# Data listing:
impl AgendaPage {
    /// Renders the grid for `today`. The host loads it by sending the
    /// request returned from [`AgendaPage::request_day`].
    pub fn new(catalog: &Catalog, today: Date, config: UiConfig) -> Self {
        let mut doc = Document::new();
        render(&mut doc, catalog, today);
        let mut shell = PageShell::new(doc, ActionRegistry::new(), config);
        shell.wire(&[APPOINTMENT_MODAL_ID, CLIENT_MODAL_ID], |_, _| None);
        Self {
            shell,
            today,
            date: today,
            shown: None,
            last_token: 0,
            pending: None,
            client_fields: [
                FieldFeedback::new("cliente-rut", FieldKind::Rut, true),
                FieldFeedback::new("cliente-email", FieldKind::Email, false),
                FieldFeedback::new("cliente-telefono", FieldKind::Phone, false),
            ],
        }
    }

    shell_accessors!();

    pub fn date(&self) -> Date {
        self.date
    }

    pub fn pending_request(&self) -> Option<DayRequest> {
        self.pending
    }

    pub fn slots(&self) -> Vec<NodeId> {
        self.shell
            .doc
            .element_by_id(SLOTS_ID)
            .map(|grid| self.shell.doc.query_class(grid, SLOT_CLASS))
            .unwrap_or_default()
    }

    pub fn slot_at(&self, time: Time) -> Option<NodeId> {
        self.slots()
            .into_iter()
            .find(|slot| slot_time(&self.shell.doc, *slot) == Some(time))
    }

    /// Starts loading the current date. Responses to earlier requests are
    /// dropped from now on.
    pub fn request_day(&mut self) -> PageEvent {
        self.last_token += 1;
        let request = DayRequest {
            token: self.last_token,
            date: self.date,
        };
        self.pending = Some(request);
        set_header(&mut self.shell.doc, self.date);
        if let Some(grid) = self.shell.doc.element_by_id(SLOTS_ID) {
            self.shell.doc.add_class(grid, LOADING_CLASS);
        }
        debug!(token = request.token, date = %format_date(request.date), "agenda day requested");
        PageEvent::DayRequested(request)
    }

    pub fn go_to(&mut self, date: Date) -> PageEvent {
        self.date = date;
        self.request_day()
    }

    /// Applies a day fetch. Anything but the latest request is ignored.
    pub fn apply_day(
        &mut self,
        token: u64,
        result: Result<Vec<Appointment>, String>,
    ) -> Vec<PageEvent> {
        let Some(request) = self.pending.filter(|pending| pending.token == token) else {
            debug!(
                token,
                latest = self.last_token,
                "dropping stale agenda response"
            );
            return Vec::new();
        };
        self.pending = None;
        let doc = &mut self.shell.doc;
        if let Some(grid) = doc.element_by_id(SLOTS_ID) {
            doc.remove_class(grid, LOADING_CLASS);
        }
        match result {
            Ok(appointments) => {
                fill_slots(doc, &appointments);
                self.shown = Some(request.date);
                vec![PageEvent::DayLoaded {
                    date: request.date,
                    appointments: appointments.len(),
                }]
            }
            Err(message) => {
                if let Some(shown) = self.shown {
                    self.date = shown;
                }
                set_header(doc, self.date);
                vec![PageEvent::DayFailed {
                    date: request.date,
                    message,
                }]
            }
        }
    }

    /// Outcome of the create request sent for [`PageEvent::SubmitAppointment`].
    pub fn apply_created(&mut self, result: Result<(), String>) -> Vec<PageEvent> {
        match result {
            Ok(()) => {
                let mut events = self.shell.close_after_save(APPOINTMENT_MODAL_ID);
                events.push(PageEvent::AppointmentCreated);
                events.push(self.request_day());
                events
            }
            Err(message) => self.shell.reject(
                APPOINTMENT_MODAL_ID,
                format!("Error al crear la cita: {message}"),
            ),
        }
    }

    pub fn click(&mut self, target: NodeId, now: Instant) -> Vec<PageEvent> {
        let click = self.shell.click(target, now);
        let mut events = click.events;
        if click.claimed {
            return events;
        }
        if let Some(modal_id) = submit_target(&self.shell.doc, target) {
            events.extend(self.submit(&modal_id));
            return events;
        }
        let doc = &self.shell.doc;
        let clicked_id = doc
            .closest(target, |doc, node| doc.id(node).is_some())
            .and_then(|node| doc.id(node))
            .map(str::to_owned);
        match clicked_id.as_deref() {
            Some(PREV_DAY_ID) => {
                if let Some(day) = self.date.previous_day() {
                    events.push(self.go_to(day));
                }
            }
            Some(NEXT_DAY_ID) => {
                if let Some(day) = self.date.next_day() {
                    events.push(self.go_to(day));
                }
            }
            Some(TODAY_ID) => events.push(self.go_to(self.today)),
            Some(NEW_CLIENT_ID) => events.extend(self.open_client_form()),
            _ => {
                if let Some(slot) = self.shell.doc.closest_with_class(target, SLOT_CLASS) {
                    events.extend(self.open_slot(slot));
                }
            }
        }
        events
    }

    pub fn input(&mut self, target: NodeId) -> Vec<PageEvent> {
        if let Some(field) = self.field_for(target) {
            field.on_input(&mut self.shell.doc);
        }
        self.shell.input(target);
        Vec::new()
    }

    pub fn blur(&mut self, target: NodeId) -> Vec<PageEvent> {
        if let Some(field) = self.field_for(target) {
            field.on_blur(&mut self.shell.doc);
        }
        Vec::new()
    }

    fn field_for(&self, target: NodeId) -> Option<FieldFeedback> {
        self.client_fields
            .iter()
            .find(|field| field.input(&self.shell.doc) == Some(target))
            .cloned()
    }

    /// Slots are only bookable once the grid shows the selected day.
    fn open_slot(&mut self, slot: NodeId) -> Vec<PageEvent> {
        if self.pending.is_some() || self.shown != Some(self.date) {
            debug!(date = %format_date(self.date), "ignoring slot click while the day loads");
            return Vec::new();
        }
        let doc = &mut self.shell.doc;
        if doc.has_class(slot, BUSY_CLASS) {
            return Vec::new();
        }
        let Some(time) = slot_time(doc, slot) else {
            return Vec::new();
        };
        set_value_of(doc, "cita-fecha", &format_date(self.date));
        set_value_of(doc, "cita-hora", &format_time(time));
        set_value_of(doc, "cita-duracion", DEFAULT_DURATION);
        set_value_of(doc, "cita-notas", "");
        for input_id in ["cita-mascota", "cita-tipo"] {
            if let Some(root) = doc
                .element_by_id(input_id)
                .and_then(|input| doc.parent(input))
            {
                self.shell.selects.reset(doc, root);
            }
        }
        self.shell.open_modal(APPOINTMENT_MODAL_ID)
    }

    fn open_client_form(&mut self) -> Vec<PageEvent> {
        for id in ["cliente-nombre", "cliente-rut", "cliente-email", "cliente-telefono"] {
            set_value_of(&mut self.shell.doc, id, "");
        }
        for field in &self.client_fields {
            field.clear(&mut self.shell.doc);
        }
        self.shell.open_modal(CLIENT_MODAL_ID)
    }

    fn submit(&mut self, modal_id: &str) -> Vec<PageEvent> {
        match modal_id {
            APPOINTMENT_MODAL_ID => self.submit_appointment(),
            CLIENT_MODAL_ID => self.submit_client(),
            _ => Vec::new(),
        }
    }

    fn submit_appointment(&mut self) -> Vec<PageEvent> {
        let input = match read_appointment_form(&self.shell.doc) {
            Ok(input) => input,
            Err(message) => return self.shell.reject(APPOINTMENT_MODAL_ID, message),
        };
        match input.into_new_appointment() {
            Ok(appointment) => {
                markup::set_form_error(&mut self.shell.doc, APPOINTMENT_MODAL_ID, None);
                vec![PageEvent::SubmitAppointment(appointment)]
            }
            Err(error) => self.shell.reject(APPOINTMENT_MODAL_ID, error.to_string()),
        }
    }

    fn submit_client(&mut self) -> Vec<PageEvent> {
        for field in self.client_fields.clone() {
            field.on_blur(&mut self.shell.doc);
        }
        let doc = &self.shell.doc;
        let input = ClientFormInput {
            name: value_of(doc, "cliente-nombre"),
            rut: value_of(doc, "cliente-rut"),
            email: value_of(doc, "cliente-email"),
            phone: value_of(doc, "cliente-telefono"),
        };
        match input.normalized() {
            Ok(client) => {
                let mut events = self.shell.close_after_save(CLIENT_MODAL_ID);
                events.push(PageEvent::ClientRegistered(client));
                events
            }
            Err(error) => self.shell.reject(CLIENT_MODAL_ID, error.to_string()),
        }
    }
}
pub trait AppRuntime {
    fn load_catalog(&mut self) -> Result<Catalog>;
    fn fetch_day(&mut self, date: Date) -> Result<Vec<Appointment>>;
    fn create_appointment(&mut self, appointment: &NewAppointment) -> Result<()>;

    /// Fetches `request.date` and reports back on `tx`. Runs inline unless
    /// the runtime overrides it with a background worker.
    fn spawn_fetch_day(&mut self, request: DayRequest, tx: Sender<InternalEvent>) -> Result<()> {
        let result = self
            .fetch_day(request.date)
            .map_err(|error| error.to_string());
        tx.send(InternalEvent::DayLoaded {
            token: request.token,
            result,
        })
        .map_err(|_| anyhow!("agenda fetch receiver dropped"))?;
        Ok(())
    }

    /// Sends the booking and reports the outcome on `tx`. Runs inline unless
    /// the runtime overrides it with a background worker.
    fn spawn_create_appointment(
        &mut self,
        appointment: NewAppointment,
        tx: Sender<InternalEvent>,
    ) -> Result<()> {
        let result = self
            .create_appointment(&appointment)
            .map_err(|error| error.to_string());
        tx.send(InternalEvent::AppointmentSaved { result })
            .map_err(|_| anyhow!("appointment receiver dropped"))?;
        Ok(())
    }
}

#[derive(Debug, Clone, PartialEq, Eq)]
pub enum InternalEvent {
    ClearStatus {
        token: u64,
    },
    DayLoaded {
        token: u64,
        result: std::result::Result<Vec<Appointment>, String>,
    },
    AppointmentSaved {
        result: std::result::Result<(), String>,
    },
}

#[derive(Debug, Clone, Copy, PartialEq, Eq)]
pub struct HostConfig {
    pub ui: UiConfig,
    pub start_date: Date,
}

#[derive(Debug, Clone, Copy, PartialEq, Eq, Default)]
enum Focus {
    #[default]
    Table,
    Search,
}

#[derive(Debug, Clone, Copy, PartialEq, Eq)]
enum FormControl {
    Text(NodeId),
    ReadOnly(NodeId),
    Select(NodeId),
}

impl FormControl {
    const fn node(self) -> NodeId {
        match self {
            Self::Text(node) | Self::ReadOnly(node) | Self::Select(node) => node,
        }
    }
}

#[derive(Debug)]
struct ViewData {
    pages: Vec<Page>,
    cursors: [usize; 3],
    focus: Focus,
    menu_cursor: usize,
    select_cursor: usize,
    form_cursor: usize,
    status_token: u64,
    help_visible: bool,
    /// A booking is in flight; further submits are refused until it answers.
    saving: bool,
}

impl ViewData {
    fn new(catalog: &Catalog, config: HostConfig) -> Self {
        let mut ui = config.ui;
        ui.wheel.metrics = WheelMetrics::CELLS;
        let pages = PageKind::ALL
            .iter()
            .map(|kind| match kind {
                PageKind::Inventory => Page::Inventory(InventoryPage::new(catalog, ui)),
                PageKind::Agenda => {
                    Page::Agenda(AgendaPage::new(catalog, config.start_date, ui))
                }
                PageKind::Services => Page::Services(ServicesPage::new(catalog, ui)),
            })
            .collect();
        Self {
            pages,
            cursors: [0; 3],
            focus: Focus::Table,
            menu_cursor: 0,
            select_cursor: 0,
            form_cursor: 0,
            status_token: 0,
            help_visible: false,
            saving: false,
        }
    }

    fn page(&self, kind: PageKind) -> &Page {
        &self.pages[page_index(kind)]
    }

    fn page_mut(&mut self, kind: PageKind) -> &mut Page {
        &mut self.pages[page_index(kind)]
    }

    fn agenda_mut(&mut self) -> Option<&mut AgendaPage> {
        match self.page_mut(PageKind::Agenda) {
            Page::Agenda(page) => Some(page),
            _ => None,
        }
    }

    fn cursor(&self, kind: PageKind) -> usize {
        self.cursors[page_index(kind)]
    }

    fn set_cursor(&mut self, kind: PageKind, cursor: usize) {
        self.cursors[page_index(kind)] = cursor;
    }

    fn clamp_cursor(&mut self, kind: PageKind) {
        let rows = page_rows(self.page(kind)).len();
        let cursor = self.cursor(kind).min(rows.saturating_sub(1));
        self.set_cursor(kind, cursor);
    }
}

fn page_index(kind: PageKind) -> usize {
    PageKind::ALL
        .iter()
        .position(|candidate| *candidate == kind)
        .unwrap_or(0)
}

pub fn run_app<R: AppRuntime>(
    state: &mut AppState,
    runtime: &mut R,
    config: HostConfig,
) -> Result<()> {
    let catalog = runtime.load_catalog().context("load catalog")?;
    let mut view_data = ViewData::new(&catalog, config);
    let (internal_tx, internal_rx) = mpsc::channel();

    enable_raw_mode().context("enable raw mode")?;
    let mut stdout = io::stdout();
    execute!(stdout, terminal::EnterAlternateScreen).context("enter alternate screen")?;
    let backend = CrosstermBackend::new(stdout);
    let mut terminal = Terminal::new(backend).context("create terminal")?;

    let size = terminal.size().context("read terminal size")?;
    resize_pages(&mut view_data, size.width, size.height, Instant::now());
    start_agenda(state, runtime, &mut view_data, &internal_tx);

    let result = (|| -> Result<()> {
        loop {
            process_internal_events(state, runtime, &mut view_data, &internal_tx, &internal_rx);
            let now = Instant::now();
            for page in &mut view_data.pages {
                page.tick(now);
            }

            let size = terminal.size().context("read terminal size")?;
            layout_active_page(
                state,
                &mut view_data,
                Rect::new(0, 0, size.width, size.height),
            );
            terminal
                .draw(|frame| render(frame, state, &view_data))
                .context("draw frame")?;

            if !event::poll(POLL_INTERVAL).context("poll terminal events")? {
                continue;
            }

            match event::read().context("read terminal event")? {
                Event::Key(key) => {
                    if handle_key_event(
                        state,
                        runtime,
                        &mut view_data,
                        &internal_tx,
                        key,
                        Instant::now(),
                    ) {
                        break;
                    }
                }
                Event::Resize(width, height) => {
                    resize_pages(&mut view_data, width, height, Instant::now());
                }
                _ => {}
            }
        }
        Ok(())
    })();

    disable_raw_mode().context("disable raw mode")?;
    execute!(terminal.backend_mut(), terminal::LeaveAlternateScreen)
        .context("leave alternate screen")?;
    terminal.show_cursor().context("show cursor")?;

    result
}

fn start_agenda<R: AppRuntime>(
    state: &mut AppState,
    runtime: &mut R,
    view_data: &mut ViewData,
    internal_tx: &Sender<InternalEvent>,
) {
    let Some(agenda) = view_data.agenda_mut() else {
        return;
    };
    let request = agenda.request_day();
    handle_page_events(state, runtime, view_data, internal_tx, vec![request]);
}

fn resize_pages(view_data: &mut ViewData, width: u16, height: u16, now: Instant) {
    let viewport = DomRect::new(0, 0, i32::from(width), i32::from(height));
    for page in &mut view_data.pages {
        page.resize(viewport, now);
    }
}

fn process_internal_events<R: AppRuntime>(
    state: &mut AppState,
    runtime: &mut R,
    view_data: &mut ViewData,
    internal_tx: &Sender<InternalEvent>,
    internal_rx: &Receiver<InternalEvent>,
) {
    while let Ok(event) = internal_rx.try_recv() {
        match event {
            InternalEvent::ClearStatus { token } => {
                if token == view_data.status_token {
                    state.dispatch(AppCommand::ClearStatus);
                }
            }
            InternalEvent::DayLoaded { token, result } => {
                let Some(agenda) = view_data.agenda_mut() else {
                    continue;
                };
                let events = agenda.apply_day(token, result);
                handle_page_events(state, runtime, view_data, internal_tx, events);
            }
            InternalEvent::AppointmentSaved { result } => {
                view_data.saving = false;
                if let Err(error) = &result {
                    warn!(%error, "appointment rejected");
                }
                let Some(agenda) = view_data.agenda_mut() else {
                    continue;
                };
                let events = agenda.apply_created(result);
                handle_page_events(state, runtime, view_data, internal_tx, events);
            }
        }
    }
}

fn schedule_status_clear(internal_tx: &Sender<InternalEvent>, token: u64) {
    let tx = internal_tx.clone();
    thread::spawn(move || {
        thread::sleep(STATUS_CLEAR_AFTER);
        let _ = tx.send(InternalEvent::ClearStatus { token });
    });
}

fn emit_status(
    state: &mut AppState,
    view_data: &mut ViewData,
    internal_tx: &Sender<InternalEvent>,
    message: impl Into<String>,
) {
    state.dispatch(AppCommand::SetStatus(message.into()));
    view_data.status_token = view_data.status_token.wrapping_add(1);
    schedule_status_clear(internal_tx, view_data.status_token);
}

# Directions:
Among the lines above, which hold the word "mode"? Report each one.

# Output for this task:
    enable_raw_mode().context("enable raw mode")?;
    disable_raw_mode().context("disable raw mode")?;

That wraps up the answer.